Source records
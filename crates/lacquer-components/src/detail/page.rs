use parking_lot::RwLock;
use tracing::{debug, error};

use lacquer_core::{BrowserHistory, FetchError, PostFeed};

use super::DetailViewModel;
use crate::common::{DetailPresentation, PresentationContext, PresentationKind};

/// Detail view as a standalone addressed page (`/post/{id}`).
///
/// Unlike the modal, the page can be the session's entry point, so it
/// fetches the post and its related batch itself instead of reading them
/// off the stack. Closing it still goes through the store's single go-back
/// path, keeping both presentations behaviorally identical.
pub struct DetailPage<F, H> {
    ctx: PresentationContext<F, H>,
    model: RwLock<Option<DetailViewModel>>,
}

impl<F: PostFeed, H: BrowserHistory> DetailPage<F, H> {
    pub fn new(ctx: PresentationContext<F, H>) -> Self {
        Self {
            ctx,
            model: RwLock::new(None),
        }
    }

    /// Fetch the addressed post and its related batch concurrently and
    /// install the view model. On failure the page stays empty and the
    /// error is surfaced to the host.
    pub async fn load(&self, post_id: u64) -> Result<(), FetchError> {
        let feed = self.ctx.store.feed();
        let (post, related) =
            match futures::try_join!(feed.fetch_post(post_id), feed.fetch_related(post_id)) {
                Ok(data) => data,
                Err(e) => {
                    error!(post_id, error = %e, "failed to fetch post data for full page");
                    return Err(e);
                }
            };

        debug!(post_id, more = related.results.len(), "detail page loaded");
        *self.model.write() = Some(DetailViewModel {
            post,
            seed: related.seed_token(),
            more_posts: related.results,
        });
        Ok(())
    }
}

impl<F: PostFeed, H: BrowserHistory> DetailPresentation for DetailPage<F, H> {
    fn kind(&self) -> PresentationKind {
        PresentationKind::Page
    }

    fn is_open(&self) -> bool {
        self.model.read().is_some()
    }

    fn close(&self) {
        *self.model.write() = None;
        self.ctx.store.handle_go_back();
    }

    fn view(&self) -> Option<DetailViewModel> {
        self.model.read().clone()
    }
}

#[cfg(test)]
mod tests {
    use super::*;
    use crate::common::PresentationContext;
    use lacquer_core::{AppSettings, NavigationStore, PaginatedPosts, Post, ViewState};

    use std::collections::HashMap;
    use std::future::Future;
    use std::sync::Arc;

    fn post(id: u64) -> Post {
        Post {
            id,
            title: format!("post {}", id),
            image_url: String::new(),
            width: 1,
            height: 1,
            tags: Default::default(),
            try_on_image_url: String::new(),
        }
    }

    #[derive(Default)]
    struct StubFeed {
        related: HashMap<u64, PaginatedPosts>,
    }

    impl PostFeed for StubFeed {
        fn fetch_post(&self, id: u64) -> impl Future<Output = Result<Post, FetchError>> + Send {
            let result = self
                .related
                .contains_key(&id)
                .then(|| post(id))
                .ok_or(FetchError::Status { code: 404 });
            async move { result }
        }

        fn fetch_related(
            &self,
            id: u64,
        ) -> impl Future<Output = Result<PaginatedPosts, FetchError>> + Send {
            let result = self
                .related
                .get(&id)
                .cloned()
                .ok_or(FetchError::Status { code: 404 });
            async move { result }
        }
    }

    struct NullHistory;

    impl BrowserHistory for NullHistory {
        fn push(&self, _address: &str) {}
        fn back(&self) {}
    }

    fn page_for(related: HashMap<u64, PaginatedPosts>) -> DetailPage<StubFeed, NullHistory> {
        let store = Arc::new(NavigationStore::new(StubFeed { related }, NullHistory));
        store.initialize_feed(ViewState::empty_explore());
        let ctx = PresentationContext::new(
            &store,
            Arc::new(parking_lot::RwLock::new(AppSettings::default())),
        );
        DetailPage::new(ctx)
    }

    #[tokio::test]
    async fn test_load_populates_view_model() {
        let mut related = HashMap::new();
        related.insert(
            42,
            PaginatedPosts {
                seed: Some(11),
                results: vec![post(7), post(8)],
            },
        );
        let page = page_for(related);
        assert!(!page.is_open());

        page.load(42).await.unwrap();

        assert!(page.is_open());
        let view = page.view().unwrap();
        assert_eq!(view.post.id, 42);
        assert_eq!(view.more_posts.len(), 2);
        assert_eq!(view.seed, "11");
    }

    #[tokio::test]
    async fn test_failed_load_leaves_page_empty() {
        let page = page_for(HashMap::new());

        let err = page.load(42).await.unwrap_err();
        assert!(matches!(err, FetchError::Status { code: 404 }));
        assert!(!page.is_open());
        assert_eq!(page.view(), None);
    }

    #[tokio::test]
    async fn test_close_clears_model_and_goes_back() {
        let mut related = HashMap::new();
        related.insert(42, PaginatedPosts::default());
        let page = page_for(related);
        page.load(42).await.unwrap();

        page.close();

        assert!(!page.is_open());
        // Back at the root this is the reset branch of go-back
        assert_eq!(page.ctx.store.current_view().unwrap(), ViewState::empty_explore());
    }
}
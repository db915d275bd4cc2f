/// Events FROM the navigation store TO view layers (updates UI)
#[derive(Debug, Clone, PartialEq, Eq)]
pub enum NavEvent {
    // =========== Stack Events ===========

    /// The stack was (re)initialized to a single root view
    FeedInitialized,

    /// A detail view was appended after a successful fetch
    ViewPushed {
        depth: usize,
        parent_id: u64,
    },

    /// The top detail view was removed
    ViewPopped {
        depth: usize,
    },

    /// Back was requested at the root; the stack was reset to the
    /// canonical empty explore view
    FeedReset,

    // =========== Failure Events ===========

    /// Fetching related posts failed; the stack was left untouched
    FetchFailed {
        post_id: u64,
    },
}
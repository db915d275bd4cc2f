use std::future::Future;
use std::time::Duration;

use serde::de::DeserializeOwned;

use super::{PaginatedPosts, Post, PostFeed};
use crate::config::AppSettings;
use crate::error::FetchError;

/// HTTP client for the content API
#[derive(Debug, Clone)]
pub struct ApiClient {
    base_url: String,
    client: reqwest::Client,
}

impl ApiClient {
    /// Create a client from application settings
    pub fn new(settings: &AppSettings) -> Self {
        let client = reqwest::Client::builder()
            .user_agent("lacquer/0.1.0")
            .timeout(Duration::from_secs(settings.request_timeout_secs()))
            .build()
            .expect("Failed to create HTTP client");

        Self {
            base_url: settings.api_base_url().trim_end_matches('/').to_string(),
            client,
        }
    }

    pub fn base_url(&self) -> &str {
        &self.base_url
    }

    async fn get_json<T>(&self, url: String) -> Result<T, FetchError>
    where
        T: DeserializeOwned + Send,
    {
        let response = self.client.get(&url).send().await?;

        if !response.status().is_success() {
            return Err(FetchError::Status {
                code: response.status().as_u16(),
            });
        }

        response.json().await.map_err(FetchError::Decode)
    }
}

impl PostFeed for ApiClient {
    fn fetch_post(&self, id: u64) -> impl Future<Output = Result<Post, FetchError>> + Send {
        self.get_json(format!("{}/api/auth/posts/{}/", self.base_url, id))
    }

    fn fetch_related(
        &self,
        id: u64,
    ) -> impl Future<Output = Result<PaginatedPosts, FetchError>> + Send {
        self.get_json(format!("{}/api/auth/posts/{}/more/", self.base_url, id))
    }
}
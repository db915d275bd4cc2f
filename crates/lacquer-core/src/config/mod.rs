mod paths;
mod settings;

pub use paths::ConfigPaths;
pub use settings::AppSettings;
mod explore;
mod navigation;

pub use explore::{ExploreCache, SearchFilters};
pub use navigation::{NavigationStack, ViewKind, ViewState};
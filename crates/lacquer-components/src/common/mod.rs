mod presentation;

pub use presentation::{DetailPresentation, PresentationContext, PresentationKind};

- ACTIVITY -
Every line above needs to be retyped exactly.

- TASK RESULT -
filename crates/lacquer-components/src/detail/page.rs
use parking_lot::RwLock;
use tracing::{debug, error};

use lacquer_core::{BrowserHistory, FetchError, PostFeed};

use super::DetailViewModel;
use crate::common::{DetailPresentation, PresentationContext, PresentationKind};

/// Detail view as a standalone addressed page (`/post/{id}`).
///
/// Unlike the modal, the page can be the session's entry point, so it
/// fetches the post and its related batch itself instead of reading them
/// off the stack. Closing it still goes through the store's single go-back
/// path, keeping both presentations behaviorally identical.
pub struct DetailPage<F, H> {
    ctx: PresentationContext<F, H>,
    model: RwLock<Option<DetailViewModel>>,
}

impl<F: PostFeed, H: BrowserHistory> DetailPage<F, H> {
    pub fn new(ctx: PresentationContext<F, H>) -> Self {
        Self {
            ctx,
            model: RwLock::new(None),
        }
    }

    /// Fetch the addressed post and its related batch concurrently and
    /// install the view model. On failure the page stays empty and the
    /// error is surfaced to the host.
    pub async fn load(&self, post_id: u64) -> Result<(), FetchError> {
        let feed = self.ctx.store.feed();
        let (post, related) =
            match futures::try_join!(feed.fetch_post(post_id), feed.fetch_related(post_id)) {
                Ok(data) => data,
                Err(e) => {
                    error!(post_id, error = %e, "failed to fetch post data for full page");
                    return Err(e);
                }
            };

        debug!(post_id, more = related.results.len(), "detail page loaded");
        *self.model.write() = Some(DetailViewModel {
            post,
            seed: related.seed_token(),
            more_posts: related.results,
        });
        Ok(())
    }
}

impl<F: PostFeed, H: BrowserHistory> DetailPresentation for DetailPage<F, H> {
    fn kind(&self) -> PresentationKind {
        PresentationKind::Page
    }

    fn is_open(&self) -> bool {
        self.model.read().is_some()
    }

    fn close(&self) {
        *self.model.write() = None;
        self.ctx.store.handle_go_back();
    }

    fn view(&self) -> Option<DetailViewModel> {
        self.model.read().clone()
    }
}

#[cfg(test)]
mod tests {
    use super::*;
    use crate::common::PresentationContext;
    use lacquer_core::{AppSettings, NavigationStore, PaginatedPosts, Post, ViewState};

    use std::collections::HashMap;
    use std::future::Future;
    use std::sync::Arc;

    fn post(id: u64) -> Post {
        Post {
            id,
            title: format!("post {}", id),
            image_url: String::new(),
            width: 1,
            height: 1,
            tags: Default::default(),
            try_on_image_url: String::new(),
        }
    }

    #[derive(Default)]
    struct StubFeed {
        related: HashMap<u64, PaginatedPosts>,
    }

    impl PostFeed for StubFeed {
        fn fetch_post(&self, id: u64) -> impl Future<Output = Result<Post, FetchError>> + Send {
            let result = self
                .related
                .contains_key(&id)
                .then(|| post(id))
                .ok_or(FetchError::Status { code: 404 });
            async move { result }
        }

        fn fetch_related(
            &self,
            id: u64,
        ) -> impl Future<Output = Result<PaginatedPosts, FetchError>> + Send {
            let result = self
                .related
                .get(&id)
                .cloned()
                .ok_or(FetchError::Status { code: 404 });
            async move { result }
        }
    }

    struct NullHistory;

    impl BrowserHistory for NullHistory {
        fn push(&self, _address: &str) {}
        fn back(&self) {}
    }

    fn page_for(related: HashMap<u64, PaginatedPosts>) -> DetailPage<StubFeed, NullHistory> {
        let store = Arc::new(NavigationStore::new(StubFeed { related }, NullHistory));
        store.initialize_feed(ViewState::empty_explore());
        let ctx = PresentationContext::new(
            &store,
            Arc::new(parking_lot::RwLock::new(AppSettings::default())),
        );
        DetailPage::new(ctx)
    }

    #[tokio::test]
    async fn test_load_populates_view_model() {
        let mut related = HashMap::new();
        related.insert(
            42,
            PaginatedPosts {
                seed: Some(11),
                results: vec![post(7), post(8)],
            },
        );
        let page = page_for(related);
        assert!(!page.is_open());

        page.load(42).await.unwrap();

        assert!(page.is_open());
        let view = page.view().unwrap();
        assert_eq!(view.post.id, 42);
        assert_eq!(view.more_posts.len(), 2);
        assert_eq!(view.seed, "11");
    }

    #[tokio::test]
    async fn test_failed_load_leaves_page_empty() {
        let page = page_for(HashMap::new());

        let err = page.load(42).await.unwrap_err();
        assert!(matches!(err, FetchError::Status { code: 404 }));
        assert!(!page.is_open());
        assert_eq!(page.view(), None);
    }

    #[tokio::test]
    async fn test_close_clears_model_and_goes_back() {
        let mut related = HashMap::new();
        related.insert(42, PaginatedPosts::default());
        let page = page_for(related);
        page.load(42).await.unwrap();

        page.close();

        assert!(!page.is_open());
        // Back at the root this is the reset branch of go-back
        assert_eq!(page.ctx.store.current_view().unwrap(), ViewState::empty_explore());
    }
}
repository db915d275bd4cc2f
/// Events FROM the navigation store TO view layers (updates UI)
#[derive(Debug, Clone, PartialEq, Eq)]
pub enum NavEvent {
    // =========== Stack Events ===========

    /// The stack was (re)initialized to a single root view
    FeedInitialized,

    /// A detail view was appended after a successful fetch
    ViewPushed {
        depth: usize,
        parent_id: u64,
    },

    /// The top detail view was removed
    ViewPopped {
        depth: usize,
    },

    /// Back was requested at the root; the stack was reset to the
    /// canonical empty explore view
    FeedReset,

    // =========== Failure Events ===========

    /// Fetching related posts failed; the stack was left untouched
    FetchFailed {
        post_id: u64,
    },
}
repository db915d275bd4cc2f
use std::future::Future;
use std::time::Duration;

use serde::de::DeserializeOwned;

use super::{PaginatedPosts, Post, PostFeed};
use crate::config::AppSettings;
use crate::error::FetchError;

/// HTTP client for the content API
#[derive(Debug, Clone)]
pub struct ApiClient {
    base_url: String,
    client: reqwest::Client,
}

impl ApiClient {
    /// Create a client from application settings
    pub fn new(settings: &AppSettings) -> Self {
        let client = reqwest::Client::builder()
            .user_agent("lacquer/0.1.0")
            .timeout(Duration::from_secs(settings.request_timeout_secs()))
            .build()
            .expect("Failed to create HTTP client");

        Self {
            base_url: settings.api_base_url().trim_end_matches('/').to_string(),
            client,
        }
    }

    pub fn base_url(&self) -> &str {
        &self.base_url
    }

    async fn get_json<T>(&self, url: String) -> Result<T, FetchError>
    where
        T: DeserializeOwned + Send,
    {
        let response = self.client.get(&url).send().await?;

        if !response.status().is_success() {
            return Err(FetchError::Status {
                code: response.status().as_u16(),
            });
        }

        response.json().await.map_err(FetchError::Decode)
    }
}

impl PostFeed for ApiClient {
    fn fetch_post(&self, id: u64) -> impl Future<Output = Result<Post, FetchError>> + Send {
        self.get_json(format!("{}/api/auth/posts/{}/", self.base_url, id))
    }

    fn fetch_related(
        &self,
        id: u64,
    ) -> impl Future<Output = Result<PaginatedPosts, FetchError>> + Send {
        self.get_json(format!("{}/api/auth/posts/{}/more/", self.base_url, id))
    }
}
repository db915d275bd4cc2f
filename crates/lacquer-core/src/config/mod.rs
mod paths;
mod settings;

pub use paths::ConfigPaths;
pub use settings::AppSettings;
mod explore;
mod navigation;

pub use explore::{ExploreCache, SearchFilters};
pub use navigation::{NavigationStack, ViewKind, ViewState};
filename crates/lacquer-components/src/common/mod.rs
mod presentation;

pub use presentation::{DetailPresentation, PresentationContext, PresentationKind};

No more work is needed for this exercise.